Johnny Hornby is an English marketing executive. He is the founder of the marketing and PR holdings company The&Partnership. Previously, Hornby was managing director at TBWA, the marketing company which managed Tony Blair's 2001 election campaign.

==Early life==
Hornby's father, Derek Hornby, was a British business executive who was chairman of London and Continental Railways. His mother was a journalist. Hornby was born in Leamington Spa, but due to his father's work, he attended a state school in the south of France before moving to Connecticut. At the age of 14, Hornby's father sent him to board at Marlborough College in Wiltshire, England. He later studied history and politics at the University of Edinburgh. At 19 years of age, Hornby interned as a runner at the Cogent Elliot agency. Upon graduation, He worked at the Ogilvy & Mather agency before moving to CDP in 1995, where he gained his first senior position.

==Career==
===The 2000s===
After working at Ogilvy and CDP, Hornby became the managing director of the international advertising agency TBWA. Following a search co-ordinated by Labour backbencher Peter Mandelson TBWA won New Labour’s account and worked on Tony Blair's 2001 general election campaign. Hornby worked on the Labour Party's advertising campaign in the run-up to the 2001 UK general election. Following the campaign, which saw Blair re-elected with 413 seats, Hornby set about founding an agency with TBWA's former chief executive Simon Clemmow under the provisional title, Clemmow Hornby. Hornby offered Mandelson a role at his new agency in the hope that Mandelson's involvement might win other high-profile accounts. Later, after Charles Inge joined the firm, Clemmow, Hornby, and Inge combine their surnames to create the name CHI. Upon leaving TBWA, Hornby struck an agreement, allowing him to take one of TBWA's most valuable accounts, Sir Charles Dunstone, the former chairman of the mobile phone retailer, Carphone Warehouse. Dunstone allowed Hornby to run CHI from a loft above Carphone Warehouse's Marlybone Road shop in Northwest London, effectively enabling Hornby to create an agency with little or no start-up costs and one major client. By 2004 CHI had new offices in Wardour Street, Soho.

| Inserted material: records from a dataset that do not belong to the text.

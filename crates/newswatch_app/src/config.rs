//! Configuration file and environment overrides.
//!
//! The file is RON and every field is optional:
//!
//! ```ron
//! (
//!     source: (url: "https://www.eurogamer.net/", request_timeout_secs: 10),
//!     telegram: (chat_id: "484750060", disable_link_preview: false),
//!     schedule: (poll_interval_secs: 300, pacing_millis: 1000),
//!     log: (level: "info", file: Some("newswatch.log")),
//! )
//! ```

use std::fs;
use std::io;
use std::path::{Path, PathBuf};
use std::time::Duration;

use log::LevelFilter;
use newswatch_engine::{FetchSettings, SourceBase, TelegramSettings, WatchSettings};
use serde::Deserialize;

pub const DEFAULT_CONFIG_PATH: &str = "newswatch.ron";
pub const CONFIG_PATH_ENV: &str = "NEWSWATCH_CONFIG";
const BOT_TOKEN_ENV: &str = "TELEGRAM_BOT_TOKEN";
const CHAT_ID_ENV: &str = "TELEGRAM_CHAT_ID";
const LOG_LEVEL_ENV: &str = "NEWSWATCH_LOG";

#[derive(Debug, thiserror::Error)]
pub enum ConfigError {
    #[error("failed to read {path:?}: {source}")]
    Io {
        path: PathBuf,
        #[source]
        source: io::Error,
    },
    #[error("failed to parse config: {0}")]
    Parse(#[from] ron::error::SpannedError),
}

#[derive(Debug, Clone, PartialEq, Eq, Default, Deserialize)]
#[serde(default)]
pub struct WatchConfig {
    pub source: SourceConfig,
    pub telegram: TelegramConfig,
    pub schedule: ScheduleConfig,
    pub log: LogConfig,
}

#[derive(Debug, Clone, PartialEq, Eq, Deserialize)]
#[serde(default)]
pub struct SourceConfig {
    pub url: String,
    pub user_agent: Option<String>,
    pub connect_timeout_secs: u64,
    pub request_timeout_secs: u64,
    pub max_bytes: u64,
}

impl Default for SourceConfig {
    fn default() -> Self {
        Self {
            url: "https://www.eurogamer.net/".to_string(),
            user_agent: None,
            connect_timeout_secs: 5,
            request_timeout_secs: 10,
            max_bytes: 5 * 1024 * 1024,
        }
    }
}

#[derive(Debug, Clone, PartialEq, Eq, Deserialize)]
#[serde(default)]
pub struct TelegramConfig {
    pub api_base: String,
    pub bot_token: String,
    pub chat_id: String,
    pub disable_link_preview: bool,
    pub request_timeout_secs: u64,
}

impl Default for TelegramConfig {
    fn default() -> Self {
        let defaults = TelegramSettings::default();
        Self {
            api_base: defaults.api_base,
            bot_token: defaults.bot_token,
            chat_id: defaults.chat_id,
            disable_link_preview: defaults.disable_link_preview,
            request_timeout_secs: defaults.request_timeout.as_secs(),
        }
    }
}

#[derive(Debug, Clone, PartialEq, Eq, Deserialize)]
#[serde(default)]
pub struct ScheduleConfig {
    pub poll_interval_secs: u64,
    pub pacing_millis: u64,
}

impl Default for ScheduleConfig {
    fn default() -> Self {
        Self {
            poll_interval_secs: 300,
            pacing_millis: 1000,
        }
    }
}

#[derive(Debug, Clone, PartialEq, Eq, Deserialize)]
#[serde(default)]
pub struct LogConfig {
    pub level: String,
    pub file: Option<PathBuf>,
}

impl Default for LogConfig {
    fn default() -> Self {
        Self {
            level: "info".to_string(),
            file: None,
        }
    }
}

impl LogConfig {
    pub fn level_filter(&self) -> Option<LevelFilter> {
        self.level.trim().parse().ok()
    }
}

/// A loaded configuration plus problems to report once logging is up.
#[derive(Debug)]
pub struct LoadedConfig {
    pub config: WatchConfig,
    pub warnings: Vec<String>,
}

impl WatchConfig {
    pub fn from_ron(text: &str) -> Result<Self, ConfigError> {
        Ok(ron::from_str(text)?)
    }

    pub fn read(path: &Path) -> Result<Option<Self>, ConfigError> {
        match fs::read_to_string(path) {
            Ok(text) => Self::from_ron(&text).map(Some),
            Err(err) if err.kind() == io::ErrorKind::NotFound => Ok(None),
            Err(source) => Err(ConfigError::Io {
                path: path.to_path_buf(),
                source,
            }),
        }
    }

    /// Applies environment overrides; `lookup` is `std::env::var` in production.
    pub fn apply_env(&mut self, lookup: impl Fn(&str) -> Option<String>) {
        if let Some(token) = lookup(BOT_TOKEN_ENV) {
            self.telegram.bot_token = token;
        }
        if let Some(chat_id) = lookup(CHAT_ID_ENV) {
            self.telegram.chat_id = chat_id;
        }
        if let Some(level) = lookup(LOG_LEVEL_ENV) {
            self.log.level = level;
        }
    }

    /// Replaces unusable values with defaults and describes each replacement.
    pub fn sanitize(&mut self) -> Vec<String> {
        let mut warnings = Vec::new();
        let defaults = WatchConfig::default();

        if let Err(err) = SourceBase::parse(&self.source.url) {
            warnings.push(format!(
                "source.url '{}' is not a valid URL ({err}); using {}",
                self.source.url, defaults.source.url
            ));
            self.source.url = defaults.source.url.clone();
        }
        replace_zero(
            "schedule.poll_interval_secs",
            &mut self.schedule.poll_interval_secs,
            defaults.schedule.poll_interval_secs,
            &mut warnings,
        );
        replace_zero(
            "source.connect_timeout_secs",
            &mut self.source.connect_timeout_secs,
            defaults.source.connect_timeout_secs,
            &mut warnings,
        );
        replace_zero(
            "source.request_timeout_secs",
            &mut self.source.request_timeout_secs,
            defaults.source.request_timeout_secs,
            &mut warnings,
        );
        replace_zero(
            "source.max_bytes",
            &mut self.source.max_bytes,
            defaults.source.max_bytes,
            &mut warnings,
        );
        replace_zero(
            "telegram.request_timeout_secs",
            &mut self.telegram.request_timeout_secs,
            defaults.telegram.request_timeout_secs,
            &mut warnings,
        );
        if self.log.level_filter().is_none() {
            warnings.push(format!(
                "log.level '{}' is not a log level; using {}",
                self.log.level, defaults.log.level
            ));
            self.log.level = defaults.log.level.clone();
        }
        warnings
    }

    pub fn watch_settings(&self) -> WatchSettings {
        let mut fetch = FetchSettings {
            connect_timeout: Duration::from_secs(self.source.connect_timeout_secs),
            request_timeout: Duration::from_secs(self.source.request_timeout_secs),
            max_bytes: self.source.max_bytes,
            ..FetchSettings::default()
        };
        if let Some(user_agent) = &self.source.user_agent {
            fetch.user_agent = user_agent.clone();
        }

        WatchSettings {
            source_url: self.source.url.clone(),
            fetch,
            telegram: TelegramSettings {
                api_base: self.telegram.api_base.clone(),
                bot_token: self.telegram.bot_token.clone(),
                chat_id: self.telegram.chat_id.clone(),
                disable_link_preview: self.telegram.disable_link_preview,
                request_timeout: Duration::from_secs(self.telegram.request_timeout_secs),
            },
            poll_interval: Duration::from_secs(self.schedule.poll_interval_secs),
            pacing: Duration::from_millis(self.schedule.pacing_millis),
        }
    }
}

fn replace_zero(name: &str, value: &mut u64, default: u64, warnings: &mut Vec<String>) {
    if *value == 0 {
        warnings.push(format!("{name} must be > 0; using {default}"));
        *value = default;
    }
}

/// Reads `path` (a missing file means defaults), applies the environment and
/// sanitizes. Never fails: problems become warnings and defaults are used.
pub fn load(path: &Path, lookup: impl Fn(&str) -> Option<String>) -> LoadedConfig {
    let mut warnings = Vec::new();
    let mut config = match WatchConfig::read(path) {
        Ok(Some(config)) => config,
        Ok(None) => WatchConfig::default(),
        Err(err) => {
            warnings.push(format!("{err}; using default configuration"));
            WatchConfig::default()
        }
    };
    config.apply_env(lookup);
    warnings.extend(config.sanitize());
    LoadedConfig { config, warnings }
}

Following a string of successful pitches, the agency developed a client base ranging from drinks companies to financial services to radio stations. When Hornby came to sell a 49.9% stake in the company to Sir Martin Sorrell, he did so for £30 million. Following the deal, Hornby embarked on an acquisition spree.

===The 2010s===
Following his Sorrell deal and subsequent acquisition spree, Hornby added nine agencies to his portfolio and founded The&Partnership as a holdings company for his newly acquired agencies. He adopted a similar model to many law firms, whereby the partners are owners in the business and work together for a single profit and loss statement. By 2013, the company employed 1,400 people internationally, partly aided by Hornby's access to GroupM, the media buying arm of WPP plc, who at the time purchased approximately one-third of all British television advertising. Hornby remains the largest shareholder of the company, with a 22% stake.

===Other work===
After the former Carillion chairman, Philip Nevill Green stood down from Prince Harry's Sentebale charity in 2018, the anti-HIV non-profit announced Hornby as its new chairman. Hornby remained in that position until his resignation in July 2023.

==Personal life==
The British author Nick Hornby is Hornby's half-brother. He is married to founder of ME+EM, Clare Hornby. The couple live in Oxfordshire with their two children.